By PAVEL BAILEY
Tribune Staff Reporter
pbailey@tribunemedia.net
AS the inquest into a police-involved killing on Cowpen Road in 2018 continued yesterday, a pathologist testified that Roy Stubbs suffered six gunshot wounds to his chest and Ernest Forest was shot in his head.
Dr Caryn Sands testified that Roy Stubbs’ cause of death was gunshot wounds to the torso and extremities.
She said she observed six gunshot wounds to Stubbs’ chest during her autopsy and recovered six bullets from his body. She further said that the bullets went through his heart, liver, spleen and kidney.
She said she also saw gunshot injuries to Stubbs’ buttocks.

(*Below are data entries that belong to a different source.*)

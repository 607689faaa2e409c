//! Integration tests for file loading and include resolution.

use beanbook_core::Directive;
use beanbook_loader::{load, LoadError};
use std::fs;
use std::path::Path;
use tempfile::TempDir;

fn write(dir: &Path, name: &str, content: &str) {
    fs::write(dir.join(name), content).unwrap();
}

fn narrations(directives: &[Directive]) -> Vec<&str> {
    directives
        .iter()
        .filter_map(|d| match d {
            Directive::Transaction(t) => Some(t.narration.as_str()),
            _ => None,
        })
        .collect()
}

#[test]
fn test_load_single_file() {
    let dir = TempDir::new().unwrap();
    write(
        dir.path(),
        "main.bean",
        "2024-01-01 open Assets:Bank\n2024-01-02 * \"deposit\"\n  Assets:Bank 10 USD\n  Income:Job\n",
    );

    let result = load(&dir.path().join("main.bean")).unwrap();
    assert!(result.errors.is_empty());
    assert_eq!(result.directives.len(), 2);
    assert_eq!(result.directives[0].type_name(), "open");
}

#[test]
fn test_include_is_depth_first() {
    let dir = TempDir::new().unwrap();
    write(
        dir.path(),
        "main.bean",
        "2024-01-01 * \"first\"\ninclude \"other.bean\"\n2024-01-01 * \"third\"\n",
    );
    write(dir.path(), "other.bean", "2024-01-01 * \"second\"\n");

    let result = load(&dir.path().join("main.bean")).unwrap();
    assert!(result.errors.is_empty());
    // Same date, same priority: the stable sort preserves the depth-first
    // load order.
    assert_eq!(narrations(&result.directives), ["first", "second", "third"]);
}

#[test]
fn test_include_in_subdirectory_resolves_relative() {
    let dir = TempDir::new().unwrap();
    fs::create_dir(dir.path().join("sub")).unwrap();
    write(dir.path(), "main.bean", "include \"sub/accounts.bean\"\n");
    write(
        &dir.path().join("sub"),
        "accounts.bean",
        "2024-01-01 open Assets:Bank\n",
    );

    let result = load(&dir.path().join("main.bean")).unwrap();
    assert!(result.errors.is_empty());
    assert_eq!(result.directives.len(), 1);
}

#[test]
fn test_directives_sorted_across_files() {
    let dir = TempDir::new().unwrap();
    write(
        dir.path(),
        "main.bean",
        "2024-03-01 * \"late\"\ninclude \"early.bean\"\n",
    );
    write(dir.path(), "early.bean", "2024-01-01 * \"early\"\n");

    let result = load(&dir.path().join("main.bean")).unwrap();
    assert_eq!(narrations(&result.directives), ["early", "late"]);
}

#[test]
fn test_missing_include_is_collected_not_fatal() {
    let dir = TempDir::new().unwrap();
    write(
        dir.path(),
        "main.bean",
        "include \"missing.bean\"\n2024-01-01 open Assets:Bank\n",
    );

    let result = load(&dir.path().join("main.bean")).unwrap();
    assert_eq!(result.errors.len(), 1);
    assert!(matches!(result.errors[0], LoadError::Io { .. }));
    assert_eq!(result.directives.len(), 1);
}

#[test]
fn test_include_cycle_is_detected() {
    let dir = TempDir::new().unwrap();
    write(dir.path(), "a.bean", "include \"b.bean\"\n");
    write(dir.path(), "b.bean", "include \"a.bean\"\n");

    let result = load(&dir.path().join("a.bean")).unwrap();
    assert!(result
        .errors
        .iter()
        .any(|e| matches!(e, LoadError::IncludeCycle { .. })));
}

#[test]
fn test_options_collected_from_includes() {
    let dir = TempDir::new().unwrap();
    write(
        dir.path(),
        "main.bean",
        "option \"operating_currency\" \"EUR\"\ninclude \"other.bean\"\n",
    );
    write(
        dir.path(),
        "other.bean",
        "option \"operating_currency\" \"USD\"\n",
    );

    let result = load(&dir.path().join("main.bean")).unwrap();
    assert_eq!(result.options.operating_currency, vec!["EUR", "USD"]);
}

#[test]
fn test_parse_errors_carry_their_file() {
    let dir = TempDir::new().unwrap();
    write(dir.path(), "main.bean", "include \"bad.bean\"\n");
    write(dir.path(), "bad.bean", "2024-01-01 balance Assets:Bank oops USD\n");

    let result = load(&dir.path().join("main.bean")).unwrap();
    assert_eq!(result.errors.len(), 1);
    match &result.errors[0] {
        LoadError::Parse(err) => {
            assert!(err.file.ends_with("bad.bean"));
            assert_eq!(err.line, 1);
        }
        other => panic!("expected parse error, got {other:?}"),
    }
}

#[test]
fn test_missing_root_file_is_fatal() {
    let dir = TempDir::new().unwrap();
    let err = load(&dir.path().join("nope.bean")).unwrap_err();
    assert!(matches!(err, LoadError::Io { .. }));
}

Dr Sands told K Melvin Munroe, the attorney for the two officers in this inquest, that given the bullets’ trajectory, it was likely that Stubbs was standing sideways when he was shot in his posterior.
She also said the deceased could have been in motion during the shooting.
She said Ernest Forest’s cause of death was gunshot wounds to the head, torso and lower left extremity.
She detailed how a bullet went through Forest’s occipital scalp and fractured his skull before entering his brain. She also said he suffered a gunshot wound to the torso that entered his right side, penetrated his lungs and vertebrae, and exited the left side of his back. She said Forest had a gunshot wound to his shoulder and abdomen, which penetrated his stomach.
Dr Sands told the jury that Forest suffered a broken femur from a bullet injury to his thigh. In addition to having abrasions to his left and right elbow, she said she recovered a bullet and two bullet fragments from Forest’s body.
The pathologist said neither deceased had evidence of close-range discharge to their bodies.
Inspector Henrington Curry of the police firearm unit testified that the silver and black Smith & Wesson .38 special revolver and a black Ruger 9mm pistol allegedly found near the deceased’s bodies were tested and found capable of firing.
Inspector Curry further said some of the bullet casings pulled from the scene of the shooting matched the weapons police say belonged to the slain men.
However, when the jury asked if he had performed fingerprint analysis on the two weapons, the officer said that he could not answer as it was not done in his office.
It was previously testified that fingerprint swabs were taken from both weapons recovered at the scene.
Angelo Whitfield is marshalling the evidence.